Wells Fargo and JPMorgan Chase, two of the biggest banks in auto finance, adopted opposite lending strategies in the first quarter, their latest financial results show.
At Wells Fargo Dealer Services, total originations of auto loans and leases were lower compared with the year-earlier period, for the second quarter in a row and by a larger margin.
Chase Auto Finance reported its 14th consecutive quarter of year-over-year increases in originations.
Both banks reported first-quarter results on Tuesday.
Wells Fargo CFO John Shrewsberry said the bank’s decline in auto originations reflects its “continued risk and pricing discipline in a competitive market.”
During the company’s conference call, he pointed out that the bank’s outstanding auto loans and leases in the first quarter were up 7 percent from the 2014 period, to $53.3 billion.

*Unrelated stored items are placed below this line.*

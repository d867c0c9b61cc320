//! Single-instance guard for the receive loop.
//!
//! Uses an OS advisory lock on a file: the kernel drops it when the holder
//! exits, so a crashed process never leaves a stale lock behind.

use fs2::FileExt;
use std::fs::{File, OpenOptions};
use std::io::{self, Seek, SeekFrom, Write};
use std::path::{Path, PathBuf};
use std::time::Duration;
use thiserror::Error;
use tokio_util::sync::CancellationToken;
use tracing::{info, warn};

/// Errors that prevent taking the lock at all
#[derive(Error, Debug)]
pub enum LockError {
    /// The lock file could not be opened or locked
    #[error("lock file {path}: {source}")]
    Io {
        /// Lock file path
        path: PathBuf,
        /// Underlying error
        source: io::Error,
    },
}

/// Held exclusive lock; released on [`InstanceLock::release`] or drop
#[derive(Debug)]
pub struct InstanceLock {
    file: File,
    path: PathBuf,
}

impl InstanceLock {
    /// Tries to take the lock without waiting.
    ///
    /// Returns `Ok(None)` when another holder has it.
    ///
    /// # Errors
    ///
    /// Returns `LockError::Io` if the file cannot be opened or locked for a
    /// reason other than contention.
    pub fn try_acquire(path: &Path) -> Result<Option<Self>, LockError> {
        let io_err = |source| LockError::Io {
            path: path.to_path_buf(),
            source,
        };

        let file = OpenOptions::new()
            .read(true)
            .write(true)
            .create(true)
            .truncate(false)
            .open(path)
            .map_err(io_err)?;

        match FileExt::try_lock_exclusive(&file) {
            Ok(()) => {}
            Err(e) if is_contended(&e) => return Ok(None),
            Err(e) => return Err(io_err(e)),
        }

        let mut lock = Self {
            file,
            path: path.to_path_buf(),
        };
        if let Err(e) = lock.write_owner() {
            warn!(path = %lock.path.display(), "Could not record lock owner: {e}");
        }
        Ok(Some(lock))
    }

    /// Waits for the lock, retrying every `retry` until it is free or
    /// `cancel` fires.
    ///
    /// Returns `Ok(None)` if cancelled while parked.
    ///
    /// # Errors
    ///
    /// Returns `LockError::Io` on a non-contention failure.
    pub async fn acquire(
        path: &Path,
        retry: Duration,
        cancel: &CancellationToken,
    ) -> Result<Option<Self>, LockError> {
        let mut announced = false;
        loop {
            if let Some(lock) = Self::try_acquire(path)? {
                info!(path = %path.display(), "Acquired single-instance lock");
                return Ok(Some(lock));
            }
            if !announced {
                warn!(
                    path = %path.display(),
                    "Another instance holds the polling lock, waiting for it to exit"
                );
                announced = true;
            }
            tokio::select! {
                () = cancel.cancelled() => return Ok(None),
                () = tokio::time::sleep(retry) => {}
            }
        }
    }

    /// Path of the lock file
    #[must_use]
    pub fn path(&self) -> &Path {
        &self.path
    }

    /// Releases the lock explicitly.
    pub fn release(self) {
        drop(self);
    }

    fn write_owner(&mut self) -> io::Result<()> {
        self.file.set_len(0)?;
        self.file.seek(SeekFrom::Start(0))?;
        writeln!(self.file, "{}", std::process::id())?;
        self.file.flush()
    }
}

impl Drop for InstanceLock {
    fn drop(&mut self) {
        match FileExt::unlock(&self.file) {
            Ok(()) => info!(path = %self.path.display(), "Released single-instance lock"),
            Err(e) => warn!(path = %self.path.display(), "Failed to release lock: {e}"),
        }
    }
}

fn is_contended(err: &io::Error) -> bool {
    err.kind() == io::ErrorKind::WouldBlock
        || err.raw_os_error() == fs2::lock_contended_error().raw_os_error()
}
use crate::bot::media::{MediaRelay, RelayOutcome};
use crate::bot::messaging::send_reply;
use crate::bot::state::{SessionStore, UploadKind};
use crate::bot::transport::{
    Attachment, ConversationId, EventPayload, InboundEvent, InboundTransport,
};
use crate::config::Settings;
use crate::gateway::{GatewayClient, GatewayOutcome, GatewayResponse};
use crate::qr;
use crate::supervisor::EventHandler;
use anyhow::Result;
use async_trait::async_trait;
use serde_json::Value;
use std::sync::Arc;
use teloxide::utils::command::{BotCommands, ParseError};
use tracing::{debug, error, info, warn};

/// Message sent to the test destination by `/send`
const TEST_MESSAGE: &str = "Test message via Evolution API";
/// Prompt sent with `/buttons`
const BUTTONS_PROMPT: &str = "Choose an option:";
/// Buttons sent with `/buttons`
const BUTTONS: &[(&str, &str)] = &[("yes", "Yes 👍"), ("no", "No 👎")];

/// Supported commands for the bot
#[derive(BotCommands, Clone, Debug, PartialEq, Eq)]
#[command(rename_rule = "snake_case", description = "Supported commands:")]
pub enum Command {
    /// Show help
    #[command(description = "Show this help.")]
    Start,
    /// Show help
    #[command(description = "Show this help.")]
    Help,
    /// Show non-secret settings
    #[command(description = "Show bot settings (secrets hidden).")]
    Env,
    /// Gateway health
    #[command(description = "Check the gateway.")]
    Status,
    /// List gateway instances
    #[command(description = "List instances.")]
    Instances,
    /// Create a gateway instance
    #[command(
        description = "Create an instance: /create_instance <name>",
        parse_with = instance_name_arg
    )]
    CreateInstance(String),
    /// Connect the default instance
    #[command(description = "Start/connect the instance.")]
    Connect,
    /// Restart the default instance
    #[command(description = "Restart the instance.")]
    Restart,
    /// Pairing QR of the default instance
    #[command(description = "Generate the instance QR code.")]
    Qrcode,
    /// Send a test text message
    #[command(description = "Send a test text message.")]
    Send,
    /// Arm an image upload
    #[command(description = "Send an image (upload it after the command).")]
    SendImage,
    /// Arm an audio upload
    #[command(description = "Send audio (upload it after the command).")]
    SendAudio,
    /// Arm a document upload
    #[command(description = "Send a document (upload it after the command).")]
    SendDoc,
    /// Send interactive buttons
    #[command(description = "Send interactive buttons.")]
    Buttons,
}

fn instance_name_arg(input: String) -> Result<(String,), ParseError> {
    Ok((input.trim().to_string(),))
}

/// Instance names end up in URL paths
fn is_valid_instance_name(name: &str) -> bool {
    !name.is_empty() && !name.contains(|c: char| c == '/' || c.is_whitespace())
}

/// Dispatches inbound events to gateway calls and relays the results.
///
/// Every path ends with a reply (or a logged delivery failure); nothing
/// propagates back to the supervisor.
pub struct CommandRouter {
    transport: Arc<dyn InboundTransport>,
    gateway: Arc<GatewayClient>,
    sessions: SessionStore,
    media: MediaRelay,
    settings: Arc<Settings>,
    bot_name: String,
}

impl CommandRouter {
    /// Creates a router; `bot_name` lets `/command@bot_name` forms parse.
    #[must_use]
    pub fn new(
        transport: Arc<dyn InboundTransport>,
        gateway: Arc<GatewayClient>,
        sessions: SessionStore,
        settings: Arc<Settings>,
        bot_name: String,
    ) -> Self {
        let media = MediaRelay::new(
            Arc::clone(&transport),
            Arc::clone(&gateway),
            sessions.clone(),
            settings.evo_instance_name.clone(),
            settings.test_phone_number.clone(),
        );
        Self {
            transport,
            gateway,
            sessions,
            media,
            settings,
            bot_name,
        }
    }

    async fn reply(&self, conversation: ConversationId, text: &str) {
        if let Err(e) = send_reply(self.transport.as_ref(), conversation, text).await {
            error!(conversation, "Failed to deliver reply: {e}");
        }
    }

    async fn handle_text(&self, conversation: ConversationId, text: &str) {
        if !text.starts_with('/') {
            debug!(conversation, "Ignoring plain text message");
            return;
        }

        match Command::parse(text, &self.bot_name) {
            Ok(command) => {
                info!(conversation, ?command, "Handling command");
                if let Err(e) = self.execute(conversation, command).await {
                    error!(conversation, "Command error: {e}");
                    self.reply(conversation, &format!("❌ Error: {e}")).await;
                }
            }
            Err(ParseError::WrongBotName(name)) => {
                debug!(conversation, name, "Command addressed to another bot");
            }
            Err(e) => {
                debug!(conversation, "Unrecognized command: {e}");
                self.reply(conversation, "⚠ Unknown command. Use /help to list commands.")
                    .await;
            }
        }
    }

    async fn execute(&self, conversation: ConversationId, command: Command) -> Result<()> {
        let instance = self.settings.evo_instance_name.as_str();
        match command {
            Command::Start | Command::Help => {
                self.reply(conversation, &Command::descriptions().to_string())
                    .await;
            }
            Command::Env => self.reply(conversation, &self.env_summary()).await,
            Command::Status => {
                let response = self.gateway.health().await;
                self.reply(conversation, &format_status(&response)).await;
            }
            Command::Instances => {
                let response = self.gateway.fetch_instances().await;
                self.reply(conversation, &format_instances(&response)).await;
            }
            Command::CreateInstance(name) => {
                if !is_valid_instance_name(&name) {
                    self.reply(conversation, "⚠ Usage: /create_instance <instance_name>")
                        .await;
                    return Ok(());
                }
                let response = self.gateway.create_instance(&name).await;
                self.reply(conversation, &format!("📌 Result:\n{}", response.body_text()))
                    .await;
            }
            Command::Connect => {
                let response = self.gateway.connect(instance).await;
                self.reply(conversation, &format!("🔄 Connect -> {}", response.body_text()))
                    .await;
            }
            Command::Restart => {
                let response = self.gateway.restart(instance).await;
                self.reply(conversation, &format!("🔁 Restart -> {}", response.body_text()))
                    .await;
            }
            Command::Qrcode => self.send_qr(conversation, instance).await?,
            Command::Send => {
                let Some(to) = self.destination(conversation).await else {
                    return Ok(());
                };
                let response = self.gateway.send_text(instance, to, TEST_MESSAGE).await;
                self.reply(conversation, &format!("📨 Result: {}", response.body_text()))
                    .await;
            }
            Command::Buttons => {
                let Some(to) = self.destination(conversation).await else {
                    return Ok(());
                };
                let response = self
                    .gateway
                    .send_buttons(instance, to, BUTTONS_PROMPT, BUTTONS)
                    .await;
                self.reply(conversation, &format!("📨 Result: {}", response.body_text()))
                    .await;
            }
            Command::SendImage => self.arm(conversation, UploadKind::Image).await,
            Command::SendAudio => self.arm(conversation, UploadKind::Audio).await,
            Command::SendDoc => self.arm(conversation, UploadKind::Document).await,
        }
        Ok(())
    }

    /// Destination for outgoing messages, warning the user when unset.
    async fn destination(&self, conversation: ConversationId) -> Option<&str> {
        let destination = self.settings.destination();
        if destination.is_none() {
            self.reply(conversation, "⚠ TEST_PHONE_NUMBER is not configured")
                .await;
        }
        destination
    }

    async fn arm(&self, conversation: ConversationId, kind: UploadKind) {
        if self.destination(conversation).await.is_none() {
            return;
        }
        self.sessions.set_expectation(conversation, kind).await;
        let prompt = match kind {
            UploadKind::Image => "📸 Send the image now (as a photo).",
            UploadKind::Audio => "🎤 Send the audio now (voice note or audio file).",
            UploadKind::Document => "📄 Send the document now (as a file).",
        };
        self.reply(conversation, prompt).await;
    }

    async fn send_qr(&self, conversation: ConversationId, instance: &str) -> Result<()> {
        self.reply(conversation, "⏳ Generating QR...").await;
        let response = self.gateway.qr(instance).await;

        match qr_payload(&response) {
            QrPayload::Ready(code) => {
                let png = qr::render_png(code)?;
                crate::utils::retry_telegram_operation(|| {
                    self.transport
                        .send_photo(conversation, png.clone(), "📲 Scan to connect!")
                })
                .await?;
            }
            QrPayload::NotReady => {
                self.reply(
                    conversation,
                    "❌ QR not available yet. The instance may be disconnected or still loading.",
                )
                .await;
            }
            QrPayload::Error => {
                self.reply(
                    conversation,
                    &format!("❌ Error fetching QR: {}", response.body_text()),
                )
                .await;
            }
        }
        Ok(())
    }

    async fn handle_attachment(&self, conversation: ConversationId, attachment: &Attachment) {
        let text = match self.media.relay(conversation, attachment).await {
            RelayOutcome::Ignored => {
                debug!(conversation, "Ignoring unsolicited attachment");
                return;
            }
            RelayOutcome::Mismatch { expected, received } => format!(
                "❌ Unexpected file type: waiting for {}, got {}. Run the command again and send the right type.",
                expected.label(),
                received.label()
            ),
            RelayOutcome::Delivered(response) => format!("📨 Result: {}", response.body_text()),
            RelayOutcome::Failed(e) => format!("❌ Error processing file: {e}"),
        };
        self.reply(conversation, &text).await;
    }

    fn env_summary(&self) -> String {
        let settings = &self.settings;
        format!(
            "EVO_API_URL = {}\nEVO_INSTANCE_NAME = {}\nAUTHENTICATION_API_KEY = {}\nTEST_PHONE_NUMBER = {}",
            settings.evo_api_url,
            settings.evo_instance_name,
            if settings.authentication_api_key.is_some() {
                "SET"
            } else {
                "NOT SET"
            },
            settings.destination().unwrap_or("NOT SET"),
        )
    }
}

#[async_trait]
impl EventHandler for CommandRouter {
    async fn handle(&self, event: InboundEvent) {
        match event.payload {
            EventPayload::Text(ref text) => self.handle_text(event.conversation, text).await,
            EventPayload::Attachment(ref attachment) => {
                self.handle_attachment(event.conversation, attachment).await;
            }
        }
    }
}

fn format_status(response: &GatewayResponse) -> String {
    match response.outcome() {
        GatewayOutcome::Success => format!("✅ Gateway online!\n{}", response.body_text()),
        GatewayOutcome::Unreachable(cause) => format!("❌ Error: {cause}"),
        GatewayOutcome::Rejected(status) => {
            warn!(status, "Gateway health check rejected");
            format!("⚠ Response: {}", response.body_text())
        }
    }
}

fn format_instances(response: &GatewayResponse) -> String {
    let instances = response
        .is_success()
        .then(|| response.body.get("instances").and_then(Value::as_array))
        .flatten();

    match instances {
        Some(list) if list.is_empty() => "📭 No instances created.".to_string(),
        Some(list) => {
            let lines: Vec<String> = list
                .iter()
                .map(|item| match item {
                    Value::String(name) => format!("➡️ {name}"),
                    other => format!("➡️ {other}"),
                })
                .collect();
            format!("📌 Instances:\n{}", lines.join("\n"))
        }
        None => format!("❌ Error listing instances: {}", response.body_text()),
    }
}

enum QrPayload<'a> {
    Ready(&'a str),
    NotReady,
    Error,
}

fn qr_payload(response: &GatewayResponse) -> QrPayload<'_> {
    match (response.outcome(), response.body.get("qr")) {
        (GatewayOutcome::Success, Some(Value::String(code))) if !code.is_empty() => {
            QrPayload::Ready(code)
        }
        (GatewayOutcome::Success, None | Some(Value::Null | Value::String(_)))
        | (GatewayOutcome::Rejected(404), _) => QrPayload::NotReady,
        _ => QrPayload::Error,
    }
}
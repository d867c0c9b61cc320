//! Telegram implementation of [`InboundTransport`] on top of teloxide.

use crate::bot::transport::{
    Attachment, AttachmentKind, ConversationId, EventPayload, InboundBatch, InboundEvent,
    InboundTransport, TransportError,
};
use crate::config::POLL_HTTP_HEADROOM_SECS;
use async_trait::async_trait;
use lazy_regex::lazy_regex;
use std::time::Duration;
use teloxide::net::Download;
use teloxide::prelude::*;
use teloxide::types::{FileId, InputFile, UpdateKind};
use teloxide::{ApiError, RequestError};
use tracing::{debug, warn};

/// Long-polling Telegram transport
#[derive(Clone)]
pub struct TelegramTransport {
    bot: Bot,
}

impl TelegramTransport {
    /// Builds a bot whose HTTP client outlives a long-poll wait of `poll_timeout`.
    #[must_use]
    pub fn new(token: impl Into<String>, poll_timeout: Duration) -> Self {
        let headroom = Duration::from_secs(POLL_HTTP_HEADROOM_SECS);
        let client = teloxide::net::default_reqwest_settings()
            .timeout(poll_timeout + headroom)
            .build()
            .unwrap_or_else(|_| reqwest::Client::new());
        Self {
            bot: Bot::with_client(token, client),
        }
    }

    /// Username of the bot, used to accept `/command@username` forms.
    ///
    /// # Errors
    ///
    /// Returns a `TransportError` if `getMe` fails.
    pub async fn bot_username(&self) -> Result<String, TransportError> {
        let me = self.bot.get_me().await.map_err(classify_request_error)?;
        Ok(me.username().to_string())
    }
}

/// Maps teloxide errors onto the transport taxonomy.
fn classify_request_error(err: RequestError) -> TransportError {
    let text = err.to_string();
    if matches!(err, RequestError::Api(ApiError::TerminatedByOtherGetUpdates))
        || is_conflict_message(&text)
    {
        TransportError::Conflict(text)
    } else {
        TransportError::Fault(text)
    }
}

/// Conflicts teloxide does not map to a typed variant still carry `Conflict:`
static RE_CONFLICT: lazy_regex::Lazy<regex::Regex> = lazy_regex!(r"\bConflict\b");

fn is_conflict_message(text: &str) -> bool {
    RE_CONFLICT.is_match(text)
}

/// Bot API offsets are 32-bit; a wider one cannot be acknowledged.
fn request_offset(offset: Option<i64>) -> Option<i32> {
    let offset = offset?;
    match i32::try_from(offset) {
        Ok(offset) => Some(offset),
        Err(_) => {
            warn!(
                offset,
                "Update offset out of range, received updates will not be acknowledged"
            );
            None
        }
    }
}

fn event_from_message(msg: &Message) -> Option<InboundEvent> {
    let payload = if let Some(photos) = msg.photo() {
        // Sizes are ordered smallest first
        let largest = photos.last()?;
        EventPayload::Attachment(Attachment {
            kind: AttachmentKind::Photo,
            file_ref: largest.file.id.0.clone(),
            file_name: None,
            mime_type: None,
            file_size: Some(largest.file.size),
        })
    } else if let Some(audio) = msg.audio() {
        EventPayload::Attachment(Attachment {
            kind: AttachmentKind::Audio,
            file_ref: audio.file.id.0.clone(),
            file_name: audio.file_name.clone(),
            mime_type: audio.mime_type.as_ref().map(ToString::to_string),
            file_size: Some(audio.file.size),
        })
    } else if let Some(voice) = msg.voice() {
        EventPayload::Attachment(Attachment {
            kind: AttachmentKind::Voice,
            file_ref: voice.file.id.0.clone(),
            file_name: None,
            mime_type: None,
            file_size: Some(voice.file.size),
        })
    } else if let Some(doc) = msg.document() {
        EventPayload::Attachment(Attachment {
            kind: AttachmentKind::Document,
            file_ref: doc.file.id.0.clone(),
            file_name: doc.file_name.clone(),
            mime_type: doc.mime_type.as_ref().map(ToString::to_string),
            file_size: Some(doc.file.size),
        })
    } else {
        EventPayload::Text(msg.text()?.to_string())
    };

    Some(InboundEvent {
        conversation: msg.chat.id.0,
        payload,
    })
}

#[async_trait]
impl InboundTransport for TelegramTransport {
    async fn clear_registration(&self, drop_pending: bool) -> Result<(), TransportError> {
        self.bot
            .delete_webhook()
            .drop_pending_updates(drop_pending)
            .await
            .map_err(classify_request_error)?;
        Ok(())
    }

    async fn receive(
        &self,
        offset: Option<i64>,
        timeout: Duration,
    ) -> Result<InboundBatch, TransportError> {
        let timeout_secs = u32::try_from(timeout.as_secs()).unwrap_or(u32::MAX);
        let mut request = self.bot.get_updates().timeout(timeout_secs);
        if let Some(offset) = request_offset(offset) {
            request = request.offset(offset);
        }
        let updates = request.await.map_err(classify_request_error)?;

        let mut batch = InboundBatch::default();
        for update in updates {
            let update_id = i64::from(update.id.0);
            let next = update_id + 1;
            batch.next_offset = Some(batch.next_offset.map_or(next, |o| o.max(next)));

            match update.kind {
                UpdateKind::Message(ref msg) => match event_from_message(msg) {
                    Some(event) => batch.events.push(event),
                    None => debug!(update_id, "Skipping message without supported content"),
                },
                _ => debug!(update_id, "Skipping unsupported update kind"),
            }
        }
        Ok(batch)
    }

    async fn download(&self, file_ref: &str) -> Result<Vec<u8>, TransportError> {
        let file = self
            .bot
            .get_file(FileId(file_ref.to_string()))
            .await
            .map_err(classify_request_error)?;
        let mut buf = Vec::new();
        self.bot
            .download_file(&file.path, &mut buf)
            .await
            .map_err(|e| TransportError::Fault(e.to_string()))?;
        Ok(buf)
    }

    async fn send_text(
        &self,
        conversation: ConversationId,
        text: &str,
    ) -> Result<(), TransportError> {
        self.bot
            .send_message(ChatId(conversation), text.to_string())
            .await
            .map_err(classify_request_error)?;
        Ok(())
    }

    async fn send_photo(
        &self,
        conversation: ConversationId,
        png: Vec<u8>,
        caption: &str,
    ) -> Result<(), TransportError> {
        let photo = InputFile::memory(png).file_name("qrcode.png");
        self.bot
            .send_photo(ChatId(conversation), photo)
            .caption(caption.to_string())
            .await
            .map_err(classify_request_error)?;
        Ok(())
    }
}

Auto originations, though, fell 10 percent in the first quarter to $7.1 billion, from $7.8 billion in the first quarter of 2014. In that quarter, Wells Fargo’s originations were at an all-time high, which the bank tied in the second quarter of 2014. In the fourth quarter last year, auto originations were $6.7 billion, down just 1 percent from fourth quarter of 2013.
Wells Fargo spokeswoman Natalie Brown said the company is managing its overall risk portfolio “while still providing consistent access across the credit spectrum.” That includes subprime lending, which, she said, has remained “generally stable at around 10 percent for more than a decade.”
U.S. light-vehicles sales, fueled by low interest rates, pent-up demand and steady job gains, are forecast to climb to 17 million this year from 16.5 million in 2014. The steady rebound in industry sales has been a boon to lenders.
JPMorgan Chase & Co. reported Chase Auto Finance generated $7.3 billion in loans and leases in the first quarter, an increase of 9 percent from the year-earlier period. Total outstanding loans and leases were $55.5 billion, up 5 percent from a year ago.
CFO Marianne Lake said during her company’s conference call that the bank had “solid loan and lease growth partly offset by spread compression.”
That is, JPMorgan Chase made more auto loans but had thinner margins overall -- the strategy Wells Fargo wants to avoid.